Sen. Jon Kyl, R-Ariz., countered Schumer on-air. “This is not just a problem with the House,” he said. “The House passed legislation that would avert the fiscal cliff, both on the sequestration side and on the tax rate side. They’ve already acted.”
But even if both sides resolve the tax issue, there is a dangerous set of piecemeal problems that still need to be settled in order to fix the deficit:
*The government technically breaches its $16.4 trillion borrowing limit tonight. Emergency measures can keep the government operating for about two months. Republican lawmakers plan to only increase the debt ceiling in return for an equal amount of spending cuts to entitlement programs. Obama, thus far, refuses to negotiate on those terms.
*Entitlement reform has been put off again, with no emerging consensus on how best to slow the long-term rate of growth of Medicare and Medicaid and federal retirement programs – the main driver of deficit spending. Republicans pressed for savings measures such as adopting a less generous cost of living measurement for Social Security and other benefits, or raising the eligibility age for Medicare from 65 to 67, but those discussions are on hold without a deal.
*While many Democratic and Republican lawmakers regret having put so much in savings on automatic pilot with sequestration – especially for defense – they haven't been able to agree among themselves on how to reprogram the cuts that total $1.2 trillion over the next decade.
*Major reform of the federal tax code, which both parties say is needed, will likely be delayed for another year. There is general agreement on the importance of streamlining the tax brackets and closing loopholes for the wealthy, such as capping the deduction on mortgage interest. But Republicans have yet to identify a single tax break they would be willing to eliminate. Nor will Democrats support policies that could raise taxes on the middle class.
And under the plans getting bandied about, all working Americans would see their taxes go up because neither party is insisting on extending a two-percentage point reduction to the Social Security payroll tax, a stimulus measure that is set to expire this week.
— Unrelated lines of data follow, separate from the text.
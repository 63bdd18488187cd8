//! Frame scanning and A/V sync shared by the MP3 and AC3 packetizers.

use crate::codec::{ac3, mp3, Ac3Header, Mp3Header};
use crate::format::ogm::lacing::put_fixed_lacing;
use crate::format::ogm::PACKET_IS_SYNCPOINT;
use crate::{OgmError, Result};
use bytes::{Bytes, BytesMut};

/// Builds a data packet for one frame: a syncpoint byte with a two byte
/// sample count, then the frame.
pub(crate) fn frame_packet(samples: u32, frame: &[u8]) -> Result<Bytes> {
    let mut buf = BytesMut::with_capacity(3 + frame.len());
    put_fixed_lacing(&mut buf, PACKET_IS_SYNCPOINT, samples as u64, 2)?;
    buf.extend_from_slice(frame);
    Ok(buf.freeze())
}

/// A compressed audio frame header that can be searched for in a byte stream.
pub(crate) trait FrameHeader: Copy {
    fn find(data: &[u8]) -> Option<(usize, Self)>;
    /// Complete frame length including the header.
    fn frame_size(&self) -> usize;
    fn ms_per_frame(&self) -> f64;
}

impl FrameHeader for Mp3Header {
    fn find(data: &[u8]) -> Option<(usize, Self)> {
        mp3::find_header(data)
    }

    fn frame_size(&self) -> usize {
        self.frame_size
    }

    fn ms_per_frame(&self) -> f64 {
        Mp3Header::ms_per_frame(self)
    }
}

impl FrameHeader for Ac3Header {
    fn find(data: &[u8]) -> Option<(usize, Self)> {
        ac3::find_header(data)
    }

    fn frame_size(&self) -> usize {
        self.frame_size
    }

    fn ms_per_frame(&self) -> f64 {
        Ac3Header::ms_per_frame(self)
    }
}

/// Growable input buffer with a hard size limit.
pub(crate) struct FrameBuffer {
    buf: BytesMut,
    max: usize,
}

impl FrameBuffer {
    pub(crate) fn new(max: usize) -> Self {
        FrameBuffer {
            buf: BytesMut::new(),
            max,
        }
    }

    pub(crate) fn add(&mut self, data: &[u8]) -> Result<()> {
        if self.buf.len() + data.len() > self.max {
            return Err(OgmError::MalformedStream(format!(
                "no complete audio frame within {} bytes",
                self.max
            )));
        }
        self.buf.extend_from_slice(data);
        Ok(())
    }

    /// Locates the next complete frame without consuming it.
    fn locate<H: FrameHeader>(&self) -> Option<(usize, H)> {
        let (pos, header) = H::find(&self.buf)?;
        (pos + header.frame_size() <= self.buf.len()).then_some((pos, header))
    }

    pub(crate) fn frame_available<H: FrameHeader>(&self) -> bool {
        self.locate::<H>().is_some()
    }

    /// Removes and returns the next complete frame, dropping any garbage in
    /// front of it.
    pub(crate) fn next_frame<H: FrameHeader>(&mut self) -> Option<(H, Bytes)> {
        let (pos, header) = self.locate::<H>()?;
        if pos > 0 {
            log::warn!("skipping {} bytes (no valid frame header found)", pos);
            let _ = self.buf.split_to(pos);
        }
        Some((header, self.buf.split_to(header.frame_size()).freeze()))
    }

    pub(crate) fn clear(&mut self) {
        self.buf.clear();
    }
}

/// Applies a millisecond displacement at frame granularity.
pub(crate) struct FrameSync {
    displacement: f64,
}

impl FrameSync {
    pub(crate) fn new(displacement_ms: i64) -> Self {
        FrameSync {
            displacement: displacement_ms as f64,
        }
    }

    /// True if the frame has to be dropped to start the audio later.
    pub(crate) fn drop_frame(&mut self, ms_per_frame: f64) -> bool {
        if self.displacement >= 0.0 {
            return false;
        }
        self.displacement += ms_per_frame;
        if self.displacement > -(ms_per_frame / 2.0) {
            self.displacement = 0.0;
        }
        true
    }

    /// Number of padding frames to put in front of the first frame so that
    /// they cover the displacement. Returns a non-zero count only once.
    pub(crate) fn padding_frames(&mut self, ms_per_frame: f64) -> u64 {
        if self.displacement <= 0.0 {
            return 0;
        }
        let count = (self.displacement / ms_per_frame).ceil() as u64;
        self.displacement = 0.0;
        count
    }
}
That means any likely deal would be so austere that it could stifle growth, yet contain none of the comprehensive steps toward long-term deficit reduction.
“A small deal solves virtually nothing,” Maya MacGuineas, president of the bipartisan Committee for a Responsible Federal Budget, told The Washington Post over the weekend. “We still have to find ways to cut spending, reform entitlements, raise more revenues and get the debt under control.”